It is important to realize that these two different libraries, the VCL and the ATL, seem to have been designed with different goals and philosophies in mind. The VCL seems to have been designed with more emphasis placed on the creation and use of COM/ActiveX controls and controllers, with the ATL being better suited to the creation of COM servers. However, in this most recent edition of Delphi, Borland has tried to position Delphi as a better creator of COM servers than before. Differences in architecture and philosophy remain though, and are significant enough to present a delightfully challenging intellectual exercise for anyone crossing over from one to the other. Interfaces are a built-in feature of Object Pascal, which leads to some very clean, easy to read code. COM Interfaces in Visual C++ are not built-in to the language but so are not as cleanly coded, but work quite well too. However, Delphi interfaces support multiple inheritance, though Delphi classes do not. This disparity means that one can not descend from both a class that provides the implementation for the interface methods and another class that provides the implementation for the methods in one of the other interfaces from which it inherits. Instead, one must use a VB-like approach where one integrates an object of this other class into the target class as a private member and assign it as the implementation for the interface using an "implements" keyword. This may put off seasoned C++ programmers who will be scratching their heads wondering why true multiple inheritance couldn't just be added to Object Pascal to more easily accomodate interface implementations instead of requiring them to use this VB-style workaround. More than anything else, this curious situation seems to be a good reason why, though Delphi is better for COM controllers, Visual C++ seems better for COM servers, at least those inheriting a significant amount of their functionality from a pre-existing code base.

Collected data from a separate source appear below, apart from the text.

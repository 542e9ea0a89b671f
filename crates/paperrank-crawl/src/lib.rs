//! PaperRank Crawl - citation graph crawler over NCBI E-utilities
//!
//! Starting from seed PMIDs, repeatedly claims batches from the frontier,
//! looks up who each paper cites and is cited by, and commits the edges
//! and newly discovered PMIDs back to the store until nothing is left.
//!
//! # Features
//!
//! - One `elink` request and one atomic commit per batch
//! - Streaming XML parsing with quick-xml
//! - Bounded parallel workers on a rayon pool
//! - Failed lookups return their batch to the frontier
//!
//! # Example
//!
//! ```ignore
//! use paperrank_crawl::{CrawlConfig, EutilsClient, EutilsConfig, Manager, seed};
//! use paperrank_frontier::{RedisConfig, RedisStore};
//!
//! let store = RedisStore::connect(&RedisConfig::default())?;
//! seed(&store, &["21876761".to_string()])?;
//!
//! let source = EutilsClient::new(EutilsConfig::default());
//! let summary = Manager::new(&store, &source, CrawlConfig::default()).run()?;
//! println!("Processed {} PMIDs", summary.pmids_processed);
//! ```

pub mod citation;
pub mod config;
pub mod elink;
pub mod manager;
pub mod source;
pub mod update;
pub mod worker;

// Re-exports
pub use citation::{CitationRecord, Edge};
pub use config::{CrawlConfig, EutilsConfig};
pub use elink::{LinkSet, LinkSetDb, parse_elink_xml};
pub use manager::{CrawlState, CrawlSummary, Manager, is_frontier_exhausted, recover_claims, seed};
pub use source::{CitationSource, EutilsClient, LookupError};
pub use worker::{BatchOutcome, run_batch};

COM code in Object Pascal is far cleaner and easier to read than in C++, due to the way interfaces are built right into the Object Pascal language.
PERFORMANCE
If you are like most Visual C++ programmers you would say that code created with Visual C++ will most likely be faster because "everyone knows that Visual C++ is what you use when you need speed". You would be wrong to make such a blanket assumption about Delphi's ability to produce optimal code. See Jake's Code Efficiency Challenge for real world examples of attempts at optimal code in both languages. The compiler and linker in Delphi is on the same par as the Visual C++ compiler and linker, producing fast, rather well-optimized code. Granted, one has more optimization choices in Visual C++, being able to optimize for size or speed, or to toggle individual optimizations, and there are certain speed oriented C++ code features like inline functions that have no equivalent in Delphi. However, given all this it remains the fact that there is no significant difference in the speed of the code created in Delphi versus Visual C++.
What is a fact is that there are idiosyncratic weaknesses in the code libraries that can impede code efficiency. In the case of Delphi, the compiler and linker are top notch, but some parts of the VCL are not so strong when it comes to manipulating strings, such as the StringReplace function which results in timings that are two to three times their Visual C++ CString::Replace equivalent. Likewise a stray container choice can decelerate string manipulations in Visual C++, such as using CStringArray instead of CStringList. Careful coding (and time-testing the code) can have a big payoff in both tools.
DATABASE SUPPORT
It is in database support that Visual C++ really lags behind. While Delphi offers drag and drop simplicity in creating database-centric user interfaces, Visual C++ requires the user to code almost everything themselves, from beginning to end. The difference here results in several orders of magnitude of difference in productivity. While Visual C++ programmers are busy looking up how to create a connection string for ADO, Delphi programmers will already be unit testing their creations.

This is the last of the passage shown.